LEROY, N.Y. -- Several teams that were set to take part in a handfull of basketball games in LeRoy will not participate, due to the illness affecting several high school students there.
Over the last several months, approximately 12 teens have developed nervous tics. Regional experts have diagnosed the tics as symptoms of "conversion disorder," in which stress caused the twitching. Physicians said other girls are acquiring the disorder through mass hysteria.
According to WHEC-TV in Rochester, some of the games involve Catholic Youth Organization (CYO) teams from Monroe County that scheduled games against the CYO basketball team at Our Lady Of Mercy in LeRoy. In most cases, a majority of parents of children on these basketball teams voted to not let their child or children go to the game in LeRoy.
Dave Kelly, a spokesperson for the Roman Catholic Diocese of Rochester, issued the following statement to 2 On Your Side:
"We are aware that some games at LeRoy this weekend have been cancelled. This was not a diocesan decision, but one made by the individual parents on some CYO teams. According to diocesan policy, if a team cannot field enough players for a scheduled game, they can cancel the game by contacting the opposing coach and CYO director ahead of time. That was the case in this instance."
One of the doctors treating the affected teens is Dr. Laszlo Mechtler, a neurologist at the Dent Institute. He is furious at the decision by the parents, arguing it will only hurt the Le Roy teens.
"This will only aggravate these patients symptoms and they will get worse," he said. "And that's what concerns me the most."
Dr. Mechtler also said outsiders have nothing to fear.
MECHTLER: we're not dealing with an infectious disorder. We are not dealing (with) environmental factors. This is not contagious. So, what we're seeing is hysteria amplifying and spreading.
REPORTER: You are absolutely certain there is no environmental cause, no infection that led to this?
MECHTLER: Absolutely sure about it.
Dr. Mechtler is particularly upset with renown environmentalist Erin Brockovich, who has suggested the illness may be caused by contamination at the school site. She even sent a team there to collect soil samples. But Friday her investigator just announced the sample show the site is not contaminated from a 1970 train crash there.

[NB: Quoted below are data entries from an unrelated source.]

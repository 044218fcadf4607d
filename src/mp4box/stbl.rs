use serde::Serialize;
use std::io::{Read, Seek};

use crate::mp4box::{
    box_start, skip_box, skip_bytes_to, BoxHeader, BoxType, BoxWriter, Co64Box, Error, Mp4Box,
    ReadBox, Result, StcoBox, StscBox, StsdBox, StssBox, StszBox, SttsBox, WriteBox,
};

#[derive(Debug, Clone, PartialEq, Eq, Default, Serialize)]
pub struct StblBox {
    pub stsd: StsdBox,
    pub stts: SttsBox,

    #[serde(skip_serializing_if = "Option::is_none")]
    pub stss: Option<StssBox>,
    pub stsc: StscBox,
    pub stsz: StszBox,

    #[serde(skip_serializing_if = "Option::is_none")]
    pub stco: Option<StcoBox>,

    #[serde(skip_serializing_if = "Option::is_none")]
    pub co64: Option<Co64Box>,
}

impl StblBox {
    /// Offset of the 1-based chunk `chunk_index`, from whichever offset table is present.
    pub fn chunk_offset(&self, chunk_index: u32) -> Option<u64> {
        let index = (chunk_index as usize).checked_sub(1)?;
        if let Some(stco) = &self.stco {
            stco.entries.get(index).map(|offset| *offset as u64)
        } else if let Some(co64) = &self.co64 {
            co64.entries.get(index).copied()
        } else {
            None
        }
    }

    pub fn chunk_count(&self) -> usize {
        match (&self.stco, &self.co64) {
            (Some(stco), _) => stco.entries.len(),
            (None, Some(co64)) => co64.entries.len(),
            (None, None) => 0,
        }
    }
}

impl Mp4Box for StblBox {
    fn box_type(&self) -> BoxType {
        BoxType::StblBox
    }

    fn summary(&self) -> Result<String> {
        let s = format!(
            "samples={} chunks={} sync_samples={}",
            self.stsz.sample_count,
            self.chunk_count(),
            self.stss
                .as_ref()
                .map_or_else(|| "all".to_owned(), |stss| stss.entries.len().to_string())
        );
        Ok(s)
    }
}

impl<R: Read + Seek> ReadBox<&mut R> for StblBox {
    fn read_box(reader: &mut R, size: u64) -> Result<Self> {
        let start = box_start(reader)?;

        let mut stsd = None;
        let mut stts = None;
        let mut stss = None;
        let mut stsc = None;
        let mut stsz = None;
        let mut stco = None;
        let mut co64 = None;

        let mut current = reader.stream_position()?;
        let end = start + size;
        while current < end {
            // Get box header.
            let header = BoxHeader::read(reader)?;
            let BoxHeader { name, size: s } = header;
            if s > size {
                return Err(Error::InvalidData(
                    "stbl box contains a box with a larger size than it",
                ));
            }

            match name {
                BoxType::StsdBox => {
                    stsd = Some(StsdBox::read_box(reader, s)?);
                }
                BoxType::SttsBox => {
                    stts = Some(SttsBox::read_box(reader, s)?);
                }
                BoxType::StssBox => {
                    stss = Some(StssBox::read_box(reader, s)?);
                }
                BoxType::StscBox => {
                    stsc = Some(StscBox::read_box(reader, s)?);
                }
                BoxType::StszBox => {
                    stsz = Some(StszBox::read_box(reader, s)?);
                }
                BoxType::StcoBox => {
                    stco = Some(StcoBox::read_box(reader, s)?);
                }
                BoxType::Co64Box => {
                    co64 = Some(Co64Box::read_box(reader, s)?);
                }
                _ => {
                    log::warn!("skipping unsupported {name} box inside stbl");
                    skip_box(reader, s)?;
                }
            }

            current = reader.stream_position()?;
        }

        let Some(stsd) = stsd else {
            return Err(Error::BoxNotFound(BoxType::StsdBox));
        };
        let Some(stts) = stts else {
            return Err(Error::BoxNotFound(BoxType::SttsBox));
        };
        let Some(stsc) = stsc else {
            return Err(Error::BoxNotFound(BoxType::StscBox));
        };
        let Some(stsz) = stsz else {
            return Err(Error::BoxNotFound(BoxType::StszBox));
        };
        if stco.is_none() && co64.is_none() {
            return Err(Error::BoxNotFound(BoxType::StcoBox));
        }

        skip_bytes_to(reader, start + size)?;

        Ok(Self {
            stsd,
            stts,
            stss,
            stsc,
            stsz,
            stco,
            co64,
        })
    }
}

impl WriteBox<&mut BoxWriter> for StblBox {
    fn write_box(&self, writer: &mut BoxWriter) -> Result<()> {
        writer.write_box(self.box_type(), |w| {
            w.write_child(&self.stsd)?;
            w.write_child(&self.stts)?;
            if let Some(stss) = &self.stss {
                w.write_child(stss)?;
            }
            w.write_child(&self.stsc)?;
            w.write_child(&self.stsz)?;
            match (&self.stco, &self.co64) {
                (Some(stco), _) => w.write_child(stco)?,
                (None, Some(co64)) => w.write_child(co64)?,
                (None, None) => w.write_child(&StcoBox::default())?,
            }
            Ok(())
        })?;
        Ok(())
    }
}
//! Per-track muxing state: sample descriptions, timing and sample storage.

use crate::config::{MuxMode, TrackConfig};
use crate::error::{CapacityOverflow, ConfigurationError, OrderingViolation};
use crate::mp4box::{
    Av01Box, Av1CBox, Avc1Box, AvcCBox, AudioSampleEntry, DinfBox, DopsBox, EsdsBox, HdlrBox,
    HevcBox, HvcCBox, Matrix, MdhdBox, MdiaBox, MinfBox, Mp4aBox, OpusBox, SmhdBox, StblBox,
    StsdBox, StsdBoxContent, TkhdBox, TrakBox, VisualSampleEntry, VmhdBox, Vp09Box, VpccBox,
};
use crate::sample_table::SampleTableBuilder;
use crate::types::{Bytes, Codec, DecoderConfig, FixedPointU8, TrackId, TrackKind};
use crate::Result;

/// Converts microseconds to `timescale` ticks, rounding to the nearest tick (halves up).
///
/// Every timestamp is converted on its own, so rounding errors never accumulate
/// beyond one tick.
pub fn micros_to_ticks(micros: i64, timescale: u32) -> i64 {
    let scaled = micros as i128 * timescale as i128 * 2 + 1_000_000;
    let ticks = scaled.div_euclid(2_000_000);
    i64::try_from(ticks).unwrap_or(if ticks < 0 { i64::MIN } else { i64::MAX })
}

/// Rescales `ticks` from one timescale to another, rounding to nearest.
pub fn rescale(ticks: u64, from: u32, to: u32) -> u64 {
    if from == 0 {
        return 0;
    }
    let scaled = (ticks as u128 * to as u128 + from as u128 / 2) / from as u128;
    u64::try_from(scaled).unwrap_or(u64::MAX)
}

fn duration_ticks(ticks: i64) -> Result<u32> {
    u32::try_from(ticks).map_err(|_| CapacityOverflow::SampleDuration(ticks).into())
}

/// Builds the `stsd` entry for a track from its configuration and an optional
/// encoder-provided decoder config.
///
/// Entries of codecs that need a description but have none are built without
/// their configuration box.
pub fn sample_entry(
    track_id: TrackId,
    config: &TrackConfig,
    decoder: Option<&DecoderConfig>,
) -> Result<StsdBoxContent> {
    let description: Option<Vec<u8>> = decoder
        .map(|decoder| decoder.description.to_vec())
        .filter(|d| !d.is_empty())
        .or_else(|| config.codec_config.as_ref().map(|c| c.to_vec()))
        .filter(|d| !d.is_empty());
    let codec_string = decoder.map_or_else(|| config.effective_codec_string(), |d| d.codec.clone());

    let visual = || VisualSampleEntry::new(config.width as u16, config.height as u16);
    let audio = || AudioSampleEntry::new(config.sample_rate, config.channels);

    Ok(match config.codec {
        Codec::Avc => StsdBoxContent::Avc1(Avc1Box {
            visual: visual(),
            avcc: description.map(AvcCBox::from_raw),
        }),
        Codec::Hevc => {
            let entry = HevcBox {
                visual: visual(),
                hvcc: description.map(HvcCBox::from_raw),
            };
            if codec_string.starts_with("hev1") {
                StsdBoxContent::Hev1(entry)
            } else {
                StsdBoxContent::Hvc1(entry)
            }
        }
        Codec::Av1 => StsdBoxContent::Av01(Av01Box {
            visual: visual(),
            av1c: description.map(Av1CBox::from_raw),
        }),
        Codec::Vp9 => StsdBoxContent::Vp09(Vp09Box {
            visual: visual(),
            vpcc: Some(VpccBox::from_codec_string(&codec_string)?),
        }),
        Codec::Aac => StsdBoxContent::Mp4a(Mp4aBox {
            audio: audio(),
            esds: Some(match description {
                Some(asc) => EsdsBox::from_audio_specific_config(asc),
                None => EsdsBox::synthesize(config.sample_rate, config.channels),
            }),
        }),
        Codec::Opus => {
            let channels = u8::try_from(config.channels)
                .map_err(|_| ConfigurationError::InvalidAudioParameters { track_id })?;
            StsdBoxContent::Opus(OpusBox {
                audio: audio(),
                dops: Some(match description {
                    Some(head) => DopsBox::from_opus_head(&head)?,
                    None => DopsBox::new(config.sample_rate, channels),
                }),
            })
        }
    })
}
use byteorder::{BigEndian, ReadBytesExt, WriteBytesExt};
use serde::Serialize;
use std::io::{Read, Seek};
use std::mem::size_of;

use crate::mp4box::{
    box_start, read_box_header_ext, skip_bytes_to, BoxType, BoxWriter, Error, Mp4Box, ReadBox,
    Result, WriteBox, HEADER_EXT_SIZE, HEADER_SIZE,
};

/// 32-bit chunk offsets.
#[derive(Debug, Clone, PartialEq, Eq, Default, Serialize)]
pub struct StcoBox {
    pub version: u8,
    pub flags: u32,

    #[serde(skip_serializing)]
    pub entries: Vec<u32>,
}

impl Mp4Box for StcoBox {
    fn box_type(&self) -> BoxType {
        BoxType::StcoBox
    }

    fn summary(&self) -> Result<String> {
        let s = format!("entries={}", self.entries.len());
        Ok(s)
    }
}

impl<R: Read + Seek> ReadBox<&mut R> for StcoBox {
    fn read_box(reader: &mut R, size: u64) -> Result<Self> {
        let start = box_start(reader)?;

        let (version, flags) = read_box_header_ext(reader)?;

        let header_size = HEADER_SIZE + HEADER_EXT_SIZE;
        let other_size = size_of::<u32>(); // entry_count
        let entry_size = size_of::<u32>(); // chunk_offset
        let entry_count = reader.read_u32::<BigEndian>()?;
        if u64::from(entry_count)
            > size
                .saturating_sub(header_size)
                .saturating_sub(other_size as u64)
                / entry_size as u64
        {
            return Err(Error::InvalidData(
                "stco entry_count indicates more entries than could fit in the box",
            ));
        }
        let mut entries = Vec::with_capacity(entry_count as usize);
        for _i in 0..entry_count {
            let chunk_offset = reader.read_u32::<BigEndian>()?;
            entries.push(chunk_offset);
        }

        skip_bytes_to(reader, start + size)?;

        Ok(Self {
            version,
            flags,
            entries,
        })
    }
}

impl WriteBox<&mut BoxWriter> for StcoBox {
    fn write_box(&self, writer: &mut BoxWriter) -> Result<()> {
        writer.write_full_box(self.box_type(), self.version, self.flags, |w| {
            w.write_u32::<BigEndian>(self.entries.len() as u32)?;
            for chunk_offset in &self.entries {
                w.write_u32::<BigEndian>(*chunk_offset)?;
            }
            Ok(())
        })?;
        Ok(())
    }
}

impl std::convert::TryFrom<&Co64Box> for StcoBox {
    type Error = std::num::TryFromIntError;

    fn try_from(co64: &Co64Box) -> std::result::Result<Self, Self::Error> {
        let entries = co64
            .entries
            .iter()
            .copied()
            .map(u32::try_from)
            .collect::<std::result::Result<Vec<_>, _>>()?;
        Ok(Self {
            version: 0,
            flags: 0,
            entries,
        })
    }
}

/// 64-bit chunk offsets, used once any offset passes 4 GiB.
#[derive(Debug, Clone, PartialEq, Eq, Default, Serialize)]
pub struct Co64Box {
    pub version: u8,
    pub flags: u32,

    #[serde(skip_serializing)]
    pub entries: Vec<u64>,
}

impl Mp4Box for Co64Box {
    fn box_type(&self) -> BoxType {
        BoxType::Co64Box
    }

    fn summary(&self) -> Result<String> {
        let s = format!("entries_count={}", self.entries.len());
        Ok(s)
    }
}

impl<R: Read + Seek> ReadBox<&mut R> for Co64Box {
    fn read_box(reader: &mut R, size: u64) -> Result<Self> {
        let start = box_start(reader)?;

        let (version, flags) = read_box_header_ext(reader)?;

        let header_size = HEADER_SIZE + HEADER_EXT_SIZE;
        let other_size = size_of::<u32>(); // entry_count
        let entry_size = size_of::<u64>(); // chunk_offset
        let entry_count = reader.read_u32::<BigEndian>()?;
        if u64::from(entry_count)
            > size
                .saturating_sub(header_size)
                .saturating_sub(other_size as u64)
                / entry_size as u64
        {
            return Err(Error::InvalidData(
                "co64 entry_count indicates more entries than could fit in the box",
            ));
        }
        let mut entries = Vec::with_capacity(entry_count as usize);
        for _i in 0..entry_count {
            let chunk_offset = reader.read_u64::<BigEndian>()?;
            entries.push(chunk_offset);
        }

        skip_bytes_to(reader, start + size)?;

        Ok(Self {
            version,
            flags,
            entries,
        })
    }
}

impl WriteBox<&mut BoxWriter> for Co64Box {
    fn write_box(&self, writer: &mut BoxWriter) -> Result<()> {
        writer.write_full_box(self.box_type(), self.version, self.flags, |w| {
            w.write_u32::<BigEndian>(self.entries.len() as u32)?;
            for chunk_offset in &self.entries {
                w.write_u64::<BigEndian>(*chunk_offset)?;
            }
            Ok(())
        })?;
        Ok(())
    }
}

#[cfg(test)]
mod tests {
    use super::*;
    use crate::mp4box::BoxHeader;
    use std::convert::TryFrom;
    use std::io::Cursor;

    #[test]
    fn test_co64_narrows_when_offsets_fit() {
        let co64 = Co64Box {
            entries: vec![48, 1_000_000],
            ..Default::default()
        };
        let stco = StcoBox::try_from(&co64).unwrap();
        assert_eq!(stco.entries, vec![48, 1_000_000]);

        let too_big = Co64Box {
            entries: vec![u32::MAX as u64 + 1],
            ..Default::default()
        };
        assert!(StcoBox::try_from(&too_big).is_err());
    }

    #[test]
    fn test_co64() {
        let src_box = Co64Box {
            entries: vec![267, 1452, u32::MAX as u64 + 9],
            ..Default::default()
        };
        let mut writer = BoxWriter::new();
        writer.write_child(&src_box).unwrap();
        let buf = writer.into_inner().unwrap();
        assert_eq!(buf.len(), 16 + 3 * 8);

        let mut reader = Cursor::new(&buf);
        let header = BoxHeader::read(&mut reader).unwrap();
        assert_eq!(header.name, BoxType::Co64Box);
        let dst_box = Co64Box::read_box(&mut reader, header.size).unwrap();
        assert_eq!(src_box, dst_box);
    }
}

The State Department of Health also said the site is safe.
At the request of the doctors treating some of the affected teens, 2 On Your Side has decided to no longer show video of the girls. Their doctors told us it could cause their condition to worsen.

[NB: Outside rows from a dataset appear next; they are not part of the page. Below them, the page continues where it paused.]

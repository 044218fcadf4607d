use byteorder::{BigEndian, ReadBytesExt, WriteBytesExt};
use serde::Serialize;
use std::io::{Read, Seek};

use crate::error::CapacityOverflow;
use crate::mp4box::{
    box_start, read_box_header_ext, skip_bytes_to, Av01Box, Avc1Box, BoxHeader, BoxType,
    BoxWriter, Error, FourCC, HevcBox, Mp4Box, Mp4aBox, OpusBox, ReadBox, Result, TrackKind,
    Vp09Box, WriteBox, HEADER_SIZE,
};

/// Codec dependent contents of one `stsd` entry.
#[derive(Debug, Clone, PartialEq, Eq, Serialize)]
pub enum StsdBoxContent {
    /// AV1 video codec
    Av01(Av01Box),

    /// AVC video codec (h.264)
    Avc1(Avc1Box),

    /// HVC1 video codec (h.265)
    ///
    /// hvc1 parameter sets are stored out-of-band in the sample entry
    /// (i.e. below the Sample Description Box (stsd) box)
    Hvc1(HevcBox),

    /// HEV1 video codec (h.265)
    ///
    /// hev1 parameter sets are stored out-of-band in the sample entry and/or in-band in the samples
    /// (i.e. SPS/PPS/VPS NAL units in the bitstream/ mdat box)
    Hev1(HevcBox),

    /// VP9 video codec
    Vp09(Vp09Box),

    /// AAC audio codec
    Mp4a(Mp4aBox),

    /// Opus audio codec
    Opus(OpusBox),

    /// Unrecognized codecs
    Unknown(FourCC),
}

impl Default for StsdBoxContent {
    fn default() -> Self {
        Self::Unknown(FourCC::default())
    }
}

impl StsdBoxContent {
    pub fn kind(&self) -> Option<TrackKind> {
        match self {
            Self::Av01(_) | Self::Avc1(_) | Self::Hev1(_) | Self::Hvc1(_) | Self::Vp09(_) => {
                Some(TrackKind::Video)
            }
            Self::Mp4a(_) | Self::Opus(_) => Some(TrackKind::Audio),
            Self::Unknown(_) => None,
        }
    }

    /// Per color component bit depth.
    ///
    /// Usually 8, but 10 for HDR (for example).
    pub fn bit_depth(&self) -> Option<u8> {
        match self {
            Self::Av01(bx) => bx.av1c.as_ref().map(|av1c| av1c.bit_depth),
            Self::Vp09(bx) => bx.vpcc.as_ref().map(|vpcc| vpcc.bit_depth),
            Self::Avc1(_)
            | Self::Hvc1(_)
            | Self::Hev1(_)
            | Self::Mp4a(_)
            | Self::Opus(_)
            | Self::Unknown(_) => None,
        }
    }

    /// Whether the entry carries its codec configuration box.
    pub fn has_config(&self) -> bool {
        match self {
            Self::Av01(bx) => bx.av1c.is_some(),
            Self::Avc1(bx) => bx.avcc.is_some(),
            Self::Hvc1(bx) | Self::Hev1(bx) => bx.hvcc.is_some(),
            Self::Vp09(bx) => bx.vpcc.is_some(),
            Self::Mp4a(bx) => bx.esds.is_some(),
            Self::Opus(bx) => bx.dops.is_some(),
            Self::Unknown(_) => false,
        }
    }

    /// RFC 6381 codec string, derived from the codec configuration box.
    ///
    /// `None` for unknown entries and for video entries without a configuration.
    pub fn codec_string(&self) -> Option<String> {
        Some(match self {
            Self::Av01(Av01Box { av1c, .. }) => av1c.as_ref()?.codec_string(),
            Self::Avc1(Avc1Box { avcc, .. }) => avcc.as_ref()?.codec_string(),
            Self::Hvc1(HevcBox { hvcc, .. }) => {
                format!("hvc1{}", hvcc.as_ref()?.codec_details())
            }
            Self::Hev1(HevcBox { hvcc, .. }) => {
                format!("hev1{}", hvcc.as_ref()?.codec_details())
            }
            Self::Vp09(Vp09Box { vpcc, .. }) => vpcc.as_ref()?.codec_string(),
            Self::Mp4a(mp4a) => mp4a.codec_string(),
            Self::Opus(_) => "opus".to_owned(),
            Self::Unknown(_) => return None,
        })
    }

    fn write(&self, writer: &mut BoxWriter) -> Result<()> {
        match self {
            Self::Av01(bx) => writer.write_child(bx),
            Self::Avc1(bx) => writer.write_child(bx),
            Self::Hvc1(bx) => bx.write_as(writer, BoxType::Hvc1Box),
            Self::Hev1(bx) => bx.write_as(writer, BoxType::Hev1Box),
            Self::Vp09(bx) => writer.write_child(bx),
            Self::Mp4a(bx) => writer.write_child(bx),
            Self::Opus(bx) => writer.write_child(bx),
            Self::Unknown(_) => Err(Error::InvalidData("cannot write an unknown sample entry")),
        }
    }
}

/// Sample descriptions. Samples refer to `entries` with a 1-based index.
#[derive(Debug, Clone, PartialEq, Eq, Serialize, Default)]
pub struct StsdBox {
    pub version: u8,
    pub flags: u32,
    pub entries: Vec<StsdBoxContent>,
}

impl StsdBox {
    /// Track kind according to the first recognized entry.
    pub fn kind(&self) -> Option<TrackKind> {
        self.entries.iter().find_map(StsdBoxContent::kind)
    }

    /// Entry for a 1-based sample description index.
    pub fn entry(&self, sample_description_index: u32) -> Option<&StsdBoxContent> {
        let index = (sample_description_index as usize).checked_sub(1)?;
        self.entries.get(index)
    }
}

impl Mp4Box for StsdBox {
    fn box_type(&self) -> BoxType {
        BoxType::StsdBox
    }

    fn summary(&self) -> Result<String> {
        let codecs = self
            .entries
            .iter()
            .map(|entry| entry.codec_string().unwrap_or_else(|| "unknown".to_owned()))
            .collect::<Vec<_>>()
            .join(", ");
        Ok(format!("entries=[{codecs}]"))
    }
}

impl<R: Read + Seek> ReadBox<&mut R> for StsdBox {
    fn read_box(reader: &mut R, size: u64) -> Result<Self> {
        let start = box_start(reader)?;
        let end = start + size;

        let (version, flags) = read_box_header_ext(reader)?;

        let entry_count = reader.read_u32::<BigEndian>()?;
        if u64::from(entry_count) > size / HEADER_SIZE {
            return Err(Error::InvalidData(
                "stsd entry_count indicates more entries than could fit in the box",
            ));
        }

        let mut entries = Vec::with_capacity(entry_count as usize);
        for _ in 0..entry_count {
            let current = reader.stream_position()?;

            // Get box header.
            let header = BoxHeader::read(reader)?;
            let BoxHeader { name, size: s } = header;
            if s > size || current + s > end {
                return Err(Error::InvalidData(
                    "stsd box contains a box with a larger size than it",
                ));
            }

            let contents = match name {
                BoxType::Av01Box => StsdBoxContent::Av01(Av01Box::read_box(reader, s)?),
                // According to MPEG-4 part 15, sections 5.4.2.1.2 and 5.4.4 (or the whole 5.4 section in general),
                // the Avc1Box and Avc3Box are identical, but the Avc3Box is used in some cases.
                BoxType::Avc1Box => StsdBoxContent::Avc1(Avc1Box::read_box(reader, s)?),
                BoxType::Hvc1Box => StsdBoxContent::Hvc1(HevcBox::read_box(reader, s)?),
                BoxType::Hev1Box => StsdBoxContent::Hev1(HevcBox::read_box(reader, s)?),
                BoxType::Vp09Box => StsdBoxContent::Vp09(Vp09Box::read_box(reader, s)?),
                BoxType::Mp4aBox => StsdBoxContent::Mp4a(Mp4aBox::read_box(reader, s)?),
                BoxType::OpusBox => StsdBoxContent::Opus(OpusBox::read_box(reader, s)?),
                _ => StsdBoxContent::Unknown(name.into()),
            };
            entries.push(contents);

            skip_bytes_to(reader, current + s)?;
        }

        skip_bytes_to(reader, end)?;

        Ok(Self {
            version,
            flags,
            entries,
        })
    }
}

impl WriteBox<&mut BoxWriter> for StsdBox {
    fn write_box(&self, writer: &mut BoxWriter) -> Result<()> {
        let entry_count = u32::try_from(self.entries.len())
            .map_err(|_| CapacityOverflow::EntryCount(self.entries.len()))?;
        writer.write_full_box(self.box_type(), self.version, self.flags, |w| {
            w.write_u32::<BigEndian>(entry_count)?;
            for entry in &self.entries {
                entry.write(w)?;
            }
            Ok(())
        })?;
        Ok(())
    }
}

#[cfg(test)]
mod tests {
    use super::*;
    use crate::mp4box::{AudioSampleEntry, DopsBox, VisualSampleEntry, VpccBox};
    use std::io::Cursor;

    #[test]
    fn test_stsd_multiple_entries() {
        let vp09 = |codec: &str| {
            StsdBoxContent::Vp09(Vp09Box {
                visual: VisualSampleEntry::new(640, 360),
                vpcc: Some(VpccBox::from_codec_string(codec).unwrap()),
            })
        };
        let src_box = StsdBox {
            version: 0,
            flags: 0,
            entries: vec![vp09("vp09.00.10.08"), vp09("vp09.00.31.08")],
        };
        let mut writer = BoxWriter::new();
        writer.write_child(&src_box).unwrap();
        let buf = writer.into_inner().unwrap();

        let mut reader = Cursor::new(&buf);
        let header = BoxHeader::read(&mut reader).unwrap();
        assert_eq!(header.name, BoxType::StsdBox);
        let dst_box = StsdBox::read_box(&mut reader, header.size).unwrap();
        assert_eq!(src_box, dst_box);
        assert_eq!(dst_box.kind(), Some(TrackKind::Video));
        assert_eq!(
            dst_box.entry(2).and_then(StsdBoxContent::codec_string).as_deref(),
            Some("vp09.00.31.08")
        );
        assert!(dst_box.entry(0).is_none());
    }

    #[test]
    fn test_stsd_opus() {
        let src_box = StsdBox {
            version: 0,
            flags: 0,
            entries: vec![StsdBoxContent::Opus(OpusBox {
                audio: AudioSampleEntry::new(48000, 2),
                dops: Some(DopsBox::new(48000, 2)),
            })],
        };
        let mut writer = BoxWriter::new();
        writer.write_child(&src_box).unwrap();
        let buf = writer.into_inner().unwrap();

        let mut reader = Cursor::new(&buf);
        let header = BoxHeader::read(&mut reader).unwrap();
        let dst_box = StsdBox::read_box(&mut reader, header.size).unwrap();
        assert_eq!(dst_box.kind(), Some(TrackKind::Audio));
        assert_eq!(dst_box.entries[0].codec_string().as_deref(), Some("opus"));
    }

    #[test]
    fn test_unknown_entry_cannot_be_written() {
        let stsd = StsdBox {
            entries: vec![StsdBoxContent::default()],
            ..Default::default()
        };
        let mut writer = BoxWriter::new();
        assert!(writer.write_child(&stsd).is_err());
    }
}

The LeRoy Central School District issued two statements regarding teams not wanting to play at LeRoy:
All regular Le Roy Central School District games will be played as scheduled. Unfortunately, some games not involving Le Roy schools that were scheduled to played at private organizations in the Village of LeRoy have been cancelled.
The Department of Health and other agencies and experts have stated repeatedly and unequivocally that the school is completely safe for students and visitors. There is absolutely no reason to keep students from attending events at the school. Several of the affected students are better and others are getting better. We credit the responsible journalists at WGRZ-TV, the Buffalo News, and other local outlets in the region with factual reporting in helping the community to better understand the topic. All of our regular school games will be played as scheduled.